Here, in the statement of grounds for appellate review section of her brief, plaintiff acknowledges her burden but nonetheless fails to make a sufficient showing. In her brief, plaintiff merely asserts, without further explanation or argument, "the . . . factual issues regarding Defendants' negligence, negligent entrustment, willful, wanton negligence, recklessness, agency and punitive damages, are intertwined[,]" and "[b]oth sets of claims involve potential negligence related to the Camaro vehicle driven by Darryl Brooks and owned by Defendants." However, plaintiff has neither identified what specific claims have been dismissed and remain pending against which defendants, identified any same factual issue(s) as to any claim, nor explained how any inconsistent jury verdict might result from two trials.

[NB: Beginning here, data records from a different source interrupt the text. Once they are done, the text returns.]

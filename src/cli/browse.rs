//! 交互式浏览
//!
//! 每行一个命令，修改会话后等待对应的查询完成再渲染当前状态。
//! 直接输入文字即按关键词搜索（带防抖）。

use std::sync::Arc;

use tokio::io::{AsyncBufReadExt, BufReader};
use tokio::task::JoinHandle;

use crate::cli::handlers::install;
use crate::cli::output::{OutputFormat, FORMATTER};
use crate::core::aggregator::Aggregator;
use crate::core::filter::VersionFilters;
use crate::core::model::{Channel, SortKey, SourceKind, TransferRequest};
use crate::core::session::{ApplyOutcome, BrowserSession, Inspection, SessionDriver};
use crate::infrastructure::config::Config;

const HELP: &str = "\
命令:
  <关键词>            按关键词搜索
  :source <市场>      切换市场 (modrinth / spigot)，清空所有条件
  :cat <分类|->       设置或清除分类
  :loader <加载器|->  设置或清除加载器
  :sort <排序>        relevance / downloads / follows / newest / updated
  n / p               下一页 / 上一页
  r                   重新搜索
  i <序号>            查看插件版本
  :gv <版本|->        按游戏版本过滤
  :vl <加载器|->      按加载器过滤版本
  :ch <渠道|->        按发布渠道过滤 (release / beta / alpha)
  install <序号> <服务器>  下发第 N 个可见版本
  c                   关闭版本列表
  h                   帮助
  q                   退出";

/// 解析后的一行输入
#[derive(Debug, Clone, PartialEq, Eq)]
pub(crate) enum BrowseCommand {
    Text(String),
    Source(SourceKind),
    Category(Option<String>),
    Loader(Option<String>),
    Sort(SortKey),
    NextPage,
    PrevPage,
    Refresh,
    Inspect(usize),
    GameVersion(Option<String>),
    VersionLoader(Option<String>),
    Channel(Option<Channel>),
    Install { index: usize, destination: String },
    Close,
    Help,
    Quit,
}

/// `-` 表示清除
fn optional(arg: &str) -> Option<String> {
    match arg.trim() {
        "" | "-" => None,
        value => Some(value.to_string()),
    }
}

fn index(arg: &str) -> Result<usize, String> {
    arg.trim()
        .parse::<usize>()
        .ok()
        .filter(|n| *n > 0)
        .ok_or_else(|| format!("无效的序号: {arg}"))
}

pub(crate) fn parse_line(line: &str) -> Result<BrowseCommand, String> {
    let line = line.trim();
    let (head, rest) = line.split_once(' ').unwrap_or((line, ""));
    let rest = rest.trim();

    let command = match head {
        "q" | ":q" | "quit" => BrowseCommand::Quit,
        "h" | "?" | "help" => BrowseCommand::Help,
        "n" => BrowseCommand::NextPage,
        "p" => BrowseCommand::PrevPage,
        "r" => BrowseCommand::Refresh,
        "c" => BrowseCommand::Close,
        "i" => BrowseCommand::Inspect(index(rest)?),
        ":source" => BrowseCommand::Source(rest.parse()?),
        ":cat" => BrowseCommand::Category(optional(rest)),
        ":loader" => BrowseCommand::Loader(optional(rest)),
        ":sort" => BrowseCommand::Sort(rest.parse()?),
        ":gv" => BrowseCommand::GameVersion(optional(rest)),
        ":vl" => BrowseCommand::VersionLoader(optional(rest)),
        ":ch" => BrowseCommand::Channel(optional(rest).map(|c| c.parse()).transpose()?),
        "install" => {
            let (n, destination) = rest
                .split_once(' ')
                .ok_or_else(|| "用法: install <序号> <服务器>".to_string())?;
            BrowseCommand::Install {
                index: index(n)?,
                destination: destination.trim().to_string(),
            }
        }
        _ if head.starts_with(':') => return Err(format!("未知命令: {head}，输入 h 查看帮助")),
        _ => BrowseCommand::Text(line.to_string()),
    };
    Ok(command)
}

pub struct BrowseRepl {
    driver: SessionDriver,
    config: Config,
}

impl BrowseRepl {
    pub fn new(aggregator: Arc<Aggregator>, config: Config, source: SourceKind) -> Self {
        Self {
            driver: SessionDriver::new(aggregator, source),
            config,
        }
    }

    pub async fn run(&self) -> Result<(), String> {
        println!("🔎 plugnav 浏览模式，输入 h 查看帮助");
        let first = self.driver.update(|s| Some(s.refresh())).await;
        self.settle(first).await;

        let mut lines = BufReader::new(tokio::io::stdin()).lines();
        loop {
            let line = match lines.next_line().await {
                Ok(Some(line)) => line,
                Ok(None) => break,
                Err(e) => return Err(format!("读取输入失败: {e}")),
            };
            if line.trim().is_empty() {
                continue;
            }

            match parse_line(&line) {
                Ok(BrowseCommand::Quit) => break,
                Ok(command) => {
                    if let Err(e) = self.execute(command).await {
                        print!("{}", FORMATTER.format_error(&e, OutputFormat::Text));
                    }
                }
                Err(e) => print!("{}", FORMATTER.format_error(&e, OutputFormat::Text)),
            }
        }
        Ok(())
    }

    async fn execute(&self, command: BrowseCommand) -> Result<(), String> {
        let handle = match command {
            BrowseCommand::Text(text) => self.driver.update(|s| Some(s.set_free_text(text))).await,
            BrowseCommand::Source(source) => self.driver.update(|s| Some(s.set_source(source))).await,
            BrowseCommand::Category(c) => self.driver.update(|s| Some(s.set_category(c))).await,
            BrowseCommand::Loader(l) => self.driver.update(|s| Some(s.set_loader(l))).await,
            BrowseCommand::Sort(sort) => self.driver.update(|s| Some(s.set_sort(sort))).await,
            BrowseCommand::NextPage => self.driver.update(BrowserSession::next_page).await,
            BrowseCommand::PrevPage => self.driver.update(BrowserSession::prev_page).await,
            BrowseCommand::Refresh => self.driver.update(|s| Some(s.refresh())).await,
            BrowseCommand::Inspect(n) => {
                let snapshot = self.driver.snapshot().await;
                let item = snapshot
                    .items()
                    .get(n - 1)
                    .cloned()
                    .ok_or_else(|| format!("当前页没有第 {n} 个插件"))?;
                let handle = self.driver.inspect(item).await;
                let _ = handle.await;
                return self.render_inspection().await;
            }
            BrowseCommand::GameVersion(v) => {
                return self.update_filters(|f| f.game_version = v).await;
            }
            BrowseCommand::VersionLoader(l) => return self.update_filters(|f| f.loader = l).await,
            BrowseCommand::Channel(c) => return self.update_filters(|f| f.channel = c).await,
            BrowseCommand::Install { index, destination } => {
                return self.install(index, &destination).await;
            }
            BrowseCommand::Close => {
                self.driver.close_inspection().await;
                None
            }
            BrowseCommand::Help => {
                println!("{HELP}");
                return Ok(());
            }
            BrowseCommand::Quit => return Ok(()),
        };

        if handle.is_none() {
            println!("ℹ️  已经没有更多页了");
        }
        self.settle(handle).await;
        Ok(())
    }

    /// 等待查询完成并渲染，过期的查询不渲染
    async fn settle(&self, handle: Option<JoinHandle<ApplyOutcome>>) {
        if let Some(handle) = handle {
            if !matches!(handle.await, Ok(ApplyOutcome::Applied)) {
                return;
            }
        }
        self.render_results().await;
    }

    async fn render_results(&self) {
        let snapshot = self.driver.snapshot().await;
        let query = snapshot.query();
        println!(
            "\n── {} · 关键词 '{}' · 分类 {} · 加载器 {} · 排序 {:?}",
            query.source,
            query.free_text,
            query.category().unwrap_or("-"),
            query.loader().unwrap_or("-"),
            query.sort
        );

        if let Some(error) = snapshot.error() {
            println!("❌ {error}，输入 r 重试");
            return;
        }
        if let Some(page) = snapshot.results() {
            for (i, item) in page.page.items.iter().enumerate() {
                println!("{:>3}. {} [{}] by {}", i + 1, item.title, item.id, item.author);
            }
            match FORMATTER.format_search_page(page, OutputFormat::Text) {
                Ok(text) => {
                    if let Some(summary) = text.lines().last() {
                        println!("{summary}");
                    }
                }
                Err(e) => println!("{e}"),
            }
        }
    }

    async fn update_filters(&self, change: impl FnOnce(&mut VersionFilters)) -> Result<(), String> {
        let snapshot = self.driver.snapshot().await;
        let Inspection::Inspecting(state) = snapshot.inspection() else {
            return Err("请先用 i <序号> 选择插件".to_string());
        };
        let mut filters = state.filters.clone();
        change(&mut filters);
        self.driver.set_version_filters(filters).await;
        self.render_inspection().await
    }

    async fn render_inspection(&self) -> Result<(), String> {
        let snapshot = self.driver.snapshot().await;
        let Inspection::Inspecting(state) = snapshot.inspection() else {
            return Err("没有选中的插件".to_string());
        };

        println!("\n📦 {} ({})", state.item.title, state.item.source);
        if let Some(error) = &state.error {
            println!("没有找到版本: {error}");
            return Ok(());
        }
        if !state.available_game_versions.is_empty() {
            println!("🎮 {}", state.available_game_versions.join(", "));
        }
        if !state.available_loaders.is_empty() {
            println!("🧩 {}", state.available_loaders.join(", "));
        }

        let visible = snapshot.visible_versions();
        for (i, version) in visible.iter().enumerate() {
            println!(
                "{:>3}. {} [{}] {} {}",
                i + 1,
                version.display_name,
                version.id,
                version.channel,
                version.published_at.format("%Y-%m-%d")
            );
        }
        println!("显示 {}/{} 个版本", visible.len(), state.versions.len());
        Ok(())
    }

    async fn install(&self, n: usize, destination: &str) -> Result<(), String> {
        let snapshot = self.driver.snapshot().await;
        let version = snapshot
            .visible_versions()
            .into_iter()
            .nth(n - 1)
            .ok_or_else(|| format!("没有第 {n} 个版本"))?;
        let request = TransferRequest::from_version(&version, destination)
            .ok_or_else(|| "该版本没有可下载的文件".to_string())?;

        let stored = install(&self.config, &request, true).await?;
        print!("{}", FORMATTER.format_stored(&stored, OutputFormat::Text)?);
        Ok(())
    }
}

#[cfg(test)]
mod tests {
    use super::*;

    #[test]
    fn test_parse_commands() {
        assert_eq!(
            parse_line("world edit").unwrap(),
            BrowseCommand::Text("world edit".to_string())
        );
        assert_eq!(
            parse_line(":source spigot").unwrap(),
            BrowseCommand::Source(SourceKind::Spiget)
        );
        assert_eq!(parse_line(":cat -").unwrap(), BrowseCommand::Category(None));
        assert_eq!(
            parse_line(":loader paper").unwrap(),
            BrowseCommand::Loader(Some("paper".to_string()))
        );
        assert_eq!(
            parse_line(":sort downloads").unwrap(),
            BrowseCommand::Sort(SortKey::Downloads)
        );
        assert_eq!(parse_line("i 3").unwrap(), BrowseCommand::Inspect(3));
        assert_eq!(
            parse_line(":ch beta").unwrap(),
            BrowseCommand::Channel(Some(Channel::Beta))
        );
        assert_eq!(
            parse_line("install 1 survival").unwrap(),
            BrowseCommand::Install {
                index: 1,
                destination: "survival".to_string()
            }
        );
        assert_eq!(parse_line("q").unwrap(), BrowseCommand::Quit);
    }

    #[test]
    fn test_parse_errors() {
        assert!(parse_line("i 0").is_err());
        assert!(parse_line("i x").is_err());
        assert!(parse_line(":source curseforge").is_err());
        assert!(parse_line(":bogus").is_err());
        assert!(parse_line("install 1").is_err());
    }
}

Nonetheless, based on our review of the record, including the factual allegations and liability theories underlying the claims asserted in the complaint, the pleadings, and the convictions against Darryl, we discern no possibility of prejudicially inconsistent jury verdicts if plaintiff were required to undergo separate trials. While plaintiff sued both the Boulevard defendants and Nathaniel for negligently entrusting the Camaro to Darryl, the factual allegations and liability theories underlying those claims raise wholly unrelated issues. Plaintiff's claims against Nathaniel raise issues of whether he breached a duty of care to plaintiff arising from his actions in allegedly authorizing Darryl to drive the Camaro on 11 March 2015. Plaintiff's claims against the Boulevard defendants concern whether they breached a duty of care to plaintiff arising from their actions in giving possession of Nathaniel's newly purchased Camaro to Darryl and authorizing him to drive it off the dealership lot on 8 January 2015. Whether the Boulevard defendants were negligent in entrusting the Camaro to Darryl by allowing him to drive it off the dealership lot on 8 January 2015 raises wholly separate factual issues from whether, two months later on 8 March 2015, Nathaniel was negligent in entrusting Darryl to drive that same Camaro. As a potential second trial would raise issues of whether the Boulevard defendants independently violated an unrelated duty of care from that of Nathaniel, we discern no risk of inconsistent jury verdicts if those claims were tried separately.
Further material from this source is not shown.